A note of interest from the Google Colab FAQ:

"The types of GPUs that are available in Colab vary over time. This is necessary for Colab to be able to provide access to these resources for free. The GPUs available in Colab often include Nvidia K80s, T4s, P4s and P100s. There is no way to choose what type of GPU you can connect to in Colab at any given time. Users who are interested in more reliable access to Colab’s fastest GPUs may be interested in Colab Pro."

So there are 4 different GPUs on offer, and it's essentially a 'lottery' as to which you get assigned - though it is probably likely to be one of the less powerful options.

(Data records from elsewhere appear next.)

use actix_web::{HttpRequest, HttpResponse, Result as ActixResult, web};
use once_cell::sync::Lazy;

use crate::middlewares;
use crate::models::components::requests::{
    ComponentListParams, CreateComponentRequest, UpdateComponentRequest,
};
use crate::services::ComponentService;
use crate::utils::SafeIDI64;

static COMPONENT_SERVICE: Lazy<ComponentService> = Lazy::new(ComponentService::new_lazy);

pub async fn list_components(
    req: HttpRequest,
    query: web::Query<ComponentListParams>,
) -> ActixResult<HttpResponse> {
    COMPONENT_SERVICE
        .list_components(&req, query.into_inner())
        .await
}

pub async fn create_component(
    req: HttpRequest,
    data: web::Json<CreateComponentRequest>,
) -> ActixResult<HttpResponse> {
    COMPONENT_SERVICE
        .create_component(&req, data.into_inner())
        .await
}

pub async fn get_component(req: HttpRequest, id: SafeIDI64) -> ActixResult<HttpResponse> {
    COMPONENT_SERVICE.get_component(&req, id.0).await
}

pub async fn update_component(
    req: HttpRequest,
    id: SafeIDI64,
    data: web::Json<UpdateComponentRequest>,
) -> ActixResult<HttpResponse> {
    COMPONENT_SERVICE
        .update_component(&req, id.0, data.into_inner())
        .await
}

pub async fn delete_component(req: HttpRequest, id: SafeIDI64) -> ActixResult<HttpResponse> {
    COMPONENT_SERVICE.delete_component(&req, id.0).await
}

pub fn configure_components_routes(cfg: &mut web::ServiceConfig) {
    cfg.service(
        web::scope("/api/v1/components")
            .wrap(middlewares::RequireJWT)
            .service(
                web::resource("")
                    .route(web::get().to(list_components))
                    .route(web::post().to(create_component)),
            )
            .service(
                web::resource("/{id}")
                    .route(web::get().to(get_component))
                    .route(web::put().to(update_component))
                    .route(web::delete().to(delete_component)),
            ),
    );
}
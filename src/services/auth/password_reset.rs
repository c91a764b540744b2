use actix_web::{HttpRequest, HttpResponse, Result as ActixResult};
use tracing::{error, info, warn};

use crate::errors::NotaDezError;
use crate::models::{
    ApiResponse, ErrorCode,
    auth::{ForgotPasswordRequest, ResetPasswordRequest},
};
use crate::services::{bad_request, error_response, not_found};
use crate::utils::password::hash_password;
use crate::utils::reset_token::{generate_reset_token, hash_reset_token};
use crate::utils::validate::validate_password;

use super::AuthService;

/// 发送密码重置邮件
///
/// 邮件发送失败时删除刚创建的令牌，避免留下无法使用的记录。
pub async fn handle_forgot_password(
    service: &AuthService,
    forgot_request: ForgotPasswordRequest,
    request: &HttpRequest,
) -> ActixResult<HttpResponse> {
    let storage = service.get_storage(request);
    let config = service.get_config();

    let email = forgot_request.email.trim().to_lowercase();
    if email.is_empty() {
        return Ok(bad_request(ErrorCode::BadRequest, "Email is required"));
    }

    let user = match storage.get_user_by_email(&email).await {
        Ok(Some(user)) => user,
        Ok(None) => return Ok(not_found(ErrorCode::UserNotFound, "Email not found")),
        Err(e) => return Ok(error_response(&e, ErrorCode::Conflict)),
    };

    let Some(email_service) = service.get_email(request) else {
        error!("Email service not found in app data");
        return Ok(
            HttpResponse::InternalServerError().json(ApiResponse::error_empty(
                ErrorCode::EmailSendFailed,
                "Email service is not available",
            )),
        );
    };

    let token = generate_reset_token();
    let expires_at = chrono::Utc::now().timestamp() + config.email.reset_token_ttl_minutes * 60;

    let token_id = match storage
        .create_password_reset_token(user.id, &hash_reset_token(&token), expires_at)
        .await
    {
        Ok(id) => id,
        Err(e) => return Ok(error_response(&e, ErrorCode::Conflict)),
    };

    if let Err(e) = email_service
        .send_password_reset_email(&user.email, &user.name, &token)
        .await
    {
        error!("Failed to send password reset email to {}: {}", user.email, e);
        if let Err(e) = storage.delete_password_reset_token(token_id).await {
            warn!("Failed to delete unsent reset token {}: {}", token_id, e);
        }
        return Ok(
            HttpResponse::InternalServerError().json(ApiResponse::error_empty(
                ErrorCode::EmailSendFailed,
                "Failed to send password reset email",
            )),
        );
    }

    info!("Password reset requested for user {}", user.id);
    Ok(HttpResponse::Ok().json(ApiResponse::success_empty(
        "Password reset email sent",
    )))
}

pub async fn handle_reset_password(
    service: &AuthService,
    reset_request: ResetPasswordRequest,
    request: &HttpRequest,
) -> ActixResult<HttpResponse> {
    let storage = service.get_storage(request);

    if let Err(msg) = validate_password(&reset_request.new_password) {
        return Ok(bad_request(ErrorCode::UserPasswordInvalid, msg));
    }

    let token_hash = hash_reset_token(&reset_request.token);
    let token = match storage.get_password_reset_token(&token_hash).await {
        Ok(Some(token)) if !token.used => token,
        Ok(_) => {
            return Ok(not_found(
                ErrorCode::ResetTokenInvalid,
                "Reset token is invalid or has already been used",
            ));
        }
        Err(e) => return Ok(error_response(&e, ErrorCode::Conflict)),
    };

    if token.is_expired() {
        if let Err(e) = storage.mark_password_reset_token_used(token.id).await {
            warn!("Failed to mark expired reset token {}: {}", token.id, e);
        }
        return Ok(bad_request(
            ErrorCode::ResetTokenExpired,
            "Reset token has expired",
        ));
    }

    let password_hash = match hash_password(&reset_request.new_password) {
        Ok(hash) => hash,
        Err(e) => return Ok(error_response(&e, ErrorCode::Conflict)),
    };

    match storage
        .reset_password_with_token(token.id, token.user_id, &password_hash)
        .await
    {
        Ok(()) => {}
        // 并发请求已先消费该令牌
        Err(NotaDezError::NotFound(_)) => {
            return Ok(not_found(
                ErrorCode::ResetTokenInvalid,
                "Reset token is invalid or has already been used",
            ));
        }
        Err(e) => return Ok(error_response(&e, ErrorCode::Conflict)),
    }

    // 缓存中的用户信息包含旧密码摘要
    if let Some(cache) = service.get_cache(request) {
        cache.invalidate_all().await;
    }

    info!("Password reset completed for user {}", token.user_id);
    Ok(HttpResponse::Ok().json(ApiResponse::success_empty(
        "Password has been reset",
    )))
}
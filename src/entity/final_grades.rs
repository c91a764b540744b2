//! 最终成绩实体

use sea_orm::entity::prelude::*;

#[derive(Clone, Debug, PartialEq, DeriveEntityModel)]
#[sea_orm(table_name = "final_grades")]
pub struct Model {
    #[sea_orm(primary_key)]
    pub id: i64,
    pub class_id: i64,
    pub subject_id: i64,
    pub student_id: i64,
    pub computed_value: Option<f64>,
    pub adjusted_value: Option<f64>,
    pub use_adjusted: bool,
    pub updated_at: i64,
}

#[derive(Copy, Clone, Debug, EnumIter, DeriveRelation)]
pub enum Relation {
    #[sea_orm(
        belongs_to = "super::classes::Entity",
        from = "Column::ClassId",
        to = "super::classes::Column::Id"
    )]
    Class,
    #[sea_orm(
        belongs_to = "super::subjects::Entity",
        from = "Column::SubjectId",
        to = "super::subjects::Column::Id"
    )]
    Subject,
    #[sea_orm(
        belongs_to = "super::students::Entity",
        from = "Column::StudentId",
        to = "super::students::Column::Id"
    )]
    Student,
}

impl ActiveModelBehavior for ActiveModel {}

impl Model {
    pub fn into_final_grade(self) -> crate::models::grades::entities::FinalGrade {
        use super::timestamp_to_datetime;
        use crate::models::grades::entities::FinalGrade;

        FinalGrade {
            class_id: self.class_id,
            subject_id: self.subject_id,
            student_id: self.student_id,
            computed_value: self.computed_value,
            adjusted_value: self.adjusted_value,
            use_adjusted: self.use_adjusted,
            updated_at: timestamp_to_datetime(self.updated_at),
        }
    }
}
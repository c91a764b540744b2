use actix_web::{HttpRequest, HttpResponse, Result as ActixResult};

use super::ComponentService;
use crate::models::{ApiResponse, ErrorCode, components::requests::ComponentListParams};
use crate::services::access::{current_user_id, ensure_owner};
use crate::services::error_response;
use crate::storage::OwnedResource;

pub async fn list_components(
    service: &ComponentService,
    request: &HttpRequest,
    query: ComponentListParams,
) -> ActixResult<HttpResponse> {
    let storage = service.get_storage(request);
    let user_id = match current_user_id(request) {
        Ok(id) => id,
        Err(resp) => return Ok(resp),
    };
    if let Err(resp) =
        ensure_owner(&storage, user_id, OwnedResource::Subject, query.subject_id).await
    {
        return Ok(resp);
    }

    match storage.list_components(query.subject_id).await {
        Ok(components) => Ok(HttpResponse::Ok().json(ApiResponse::success(
            components,
            "Grade components retrieved successfully",
        ))),
        Err(e) => Ok(error_response(&e, ErrorCode::Conflict)),
    }
}
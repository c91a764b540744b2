use actix_web::{HttpRequest, HttpResponse, Result as ActixResult, web};
use once_cell::sync::Lazy;

use crate::middlewares;
use crate::models::grades::requests::{
    AdjustFinalGradeRequest, DeleteGradeRequest, GradeAuditListParams, GradeBoardParams,
    SaveGradeRequest,
};
use crate::services::GradeService;

static GRADE_SERVICE: Lazy<GradeService> = Lazy::new(GradeService::new_lazy);

pub async fn save_grade(
    req: HttpRequest,
    data: web::Json<SaveGradeRequest>,
) -> ActixResult<HttpResponse> {
    GRADE_SERVICE.save_grade(&req, data.into_inner()).await
}

pub async fn delete_grade(
    req: HttpRequest,
    data: web::Json<DeleteGradeRequest>,
) -> ActixResult<HttpResponse> {
    GRADE_SERVICE.delete_grade(&req, data.into_inner()).await
}

pub async fn get_board(
    req: HttpRequest,
    query: web::Query<GradeBoardParams>,
) -> ActixResult<HttpResponse> {
    GRADE_SERVICE.get_board(&req, query.into_inner()).await
}

pub async fn adjust_final_grade(
    req: HttpRequest,
    data: web::Json<AdjustFinalGradeRequest>,
) -> ActixResult<HttpResponse> {
    GRADE_SERVICE
        .adjust_final_grade(&req, data.into_inner())
        .await
}

pub async fn export_grades(
    req: HttpRequest,
    query: web::Query<GradeBoardParams>,
) -> ActixResult<HttpResponse> {
    GRADE_SERVICE.export_grades(&req, query.into_inner()).await
}

pub async fn list_audits(
    req: HttpRequest,
    query: web::Query<GradeAuditListParams>,
) -> ActixResult<HttpResponse> {
    GRADE_SERVICE.list_audits(&req, query.into_inner()).await
}

pub fn configure_grades_routes(cfg: &mut web::ServiceConfig) {
    cfg.service(
        web::scope("/api/v1/grades")
            .wrap(middlewares::RequireJWT)
            .service(
                web::resource("")
                    .route(web::post().to(save_grade))
                    .route(web::delete().to(delete_grade)),
            )
            .route("/board", web::get().to(get_board))
            .route("/final", web::put().to(adjust_final_grade))
            .route("/export", web::get().to(export_grades))
            .route("/audits", web::get().to(list_audits)),
    );
}
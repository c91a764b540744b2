use actix_web::{HttpRequest, HttpResponse, Result as ActixResult};
use tracing::info;

use super::ClassService;
use crate::models::{ApiResponse, ErrorCode, classes::requests::UpdateClassRequest};
use crate::services::access::{current_user_id, ensure_owner};
use crate::services::{bad_request, error_response, not_found};
use crate::storage::OwnedResource;
use crate::utils::validate::require_text;

pub async fn update_class(
    service: &ClassService,
    request: &HttpRequest,
    class_id: i64,
    update_data: UpdateClassRequest,
) -> ActixResult<HttpResponse> {
    let storage = service.get_storage(request);
    let user_id = match current_user_id(request) {
        Ok(id) => id,
        Err(resp) => return Ok(resp),
    };
    if let Err(resp) = ensure_owner(&storage, user_id, OwnedResource::Class, class_id).await {
        return Ok(resp);
    }

    if let Some(ref name) = update_data.name
        && let Err(msg) = require_text(name, "name")
    {
        return Ok(bad_request(ErrorCode::BadRequest, msg));
    }

    match storage.update_class(class_id, update_data).await {
        Ok(Some(class)) => {
            info!("Class {} updated", class_id);
            Ok(HttpResponse::Ok().json(ApiResponse::success(class, "Class updated successfully")))
        }
        Ok(None) => Ok(not_found(ErrorCode::ClassNotFound, "Class not found")),
        Err(e) => Ok(error_response(&e, ErrorCode::ClassAlreadyExists)),
    }
}
use std::env;
use std::fs;
use std::path::Path;

fn main() {
    println!("cargo:rerun-if-changed=frontend/dist");

    // 获取项目根目录
    let manifest_dir = env::var("CARGO_MANIFEST_DIR").unwrap();
    let dist_path = Path::new(&manifest_dir).join("frontend/dist");

    if !dist_path.exists() {
        eprintln!("Warning: frontend/dist directory not found!");
        eprintln!("Please build the frontend first:");
        eprintln!("  cd frontend && bun install && bun run build");

        create_fallback_files(&dist_path);
    }
}

fn create_fallback_files(dist_path: &Path) {
    fs::create_dir_all(dist_path).expect("Failed to create dist directory");

    let fallback_html = r#"<!DOCTYPE html>
<html lang="pt-BR">
<head>
    <meta charset="UTF-8">
    <meta name="viewport" content="width=device-width, initial-scale=1.0">
    <title>NotaDez - 前端未构建</title>
    <style>
        body {
            font-family: -apple-system, BlinkMacSystemFont, 'Segoe UI', Roboto, sans-serif;
            max-width: 600px;
            margin: 100px auto;
            padding: 20px;
            text-align: center;
        }
        .warning {
            background: #fff3cd;
            border: 1px solid #ffeaa7;
            padding: 20px;
            border-radius: 8px;
            margin: 20px 0;
        }
        code {
            background: #f1f3f4;
            padding: 2px 6px;
            border-radius: 4px;
            font-family: monospace;
        }
    </style>
</head>
<body>
    <h1>NotaDez</h1>
    <div class="warning">
        <h2>前端未构建</h2>
        <p>需要先构建前端才能运行服务器。</p>
        <p>请执行以下命令：</p>
        <p><code>cd frontend && bun install && bun run build</code></p>
    </div>
</body>
</html>"#;

    fs::write(dist_path.join("index.html"), fallback_html)
        .expect("Failed to write fallback index.html");

    // 创建空的 favicon
    fs::write(dist_path.join("favicon.ico"), []).expect("Failed to write fallback favicon");

    // 学生导入模板
    fs::write(
        dist_path.join("modelo-importacao.csv"),
        "matricula,nome\n2024001,Ana Souza\n",
    )
    .expect("Failed to write import template");

    fs::create_dir_all(dist_path.join("assets")).expect("Failed to create assets directory");
}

Here is an overview of these GPUs with respect to which "work" with Guppy:

  • Nvidia K80 - not compatible with Guppy
    • Kepler 2.0 microarchitecture
      • Year of release = 2014
    • CUDA Compute = 3.7
    • 2496 x2 CUDA cores (essential a dual GPU)
  • Nvidia P4 - compatible with Guppy
    • Pascal microarchitecture
      • Year of release = 2016
    • CUDA Compute = 6.1
    • 2560 CUDA cores
  • Nvidia P100 - compatible with Guppy
    • Pascal microarchitecture
      • Year of release = 2016
    • CUDA Compute = 6.0
    • 3584 CUDA cores
  • Nvidia T4 - compatible with Guppy
    • Turing microarchitecture
      • Year of release = 2018
    • CUDA Compute = 7.5
    • 2560 CUDA cores

So of the 4 types of GPU currently available via the free tier of Google Colab, the Nvidia K80 is the only one which will not work with Guppy as it is currenty implemented. If you end up with an instance with a K80 then there is no point continuing, and you can try again later. If you sign up for the Pro version of Google Colab (9.99 USD p/month) then you are priority to better GPUs - food for thought.


Initiate GPU runtime

The first thing is to make sure the runtime is set to use a GPU. To do this is pretty simple:

  • go to the Runtime menu
  • select the Change runtime type option
  • make sure the Hardware accelerator is set to GPU

Check the presence of a GPU

Once the above is set up you should be able to run the below code block. If successful you should see something like /device:GPU:0 as the output. This means that the GPU is available for use.

import tensorflow as tf
tf.test.gpu_device_name()       # this will tell you device number (should be 0 with a single GPU)

import torch
torch.cuda.get_device_name(0)   # this will tell you the name/model of the GPU
'Tesla T4'

Download Guppy

You will need to have access to the ONT community forum here to be able to access the download section to grab a copy of Guppy.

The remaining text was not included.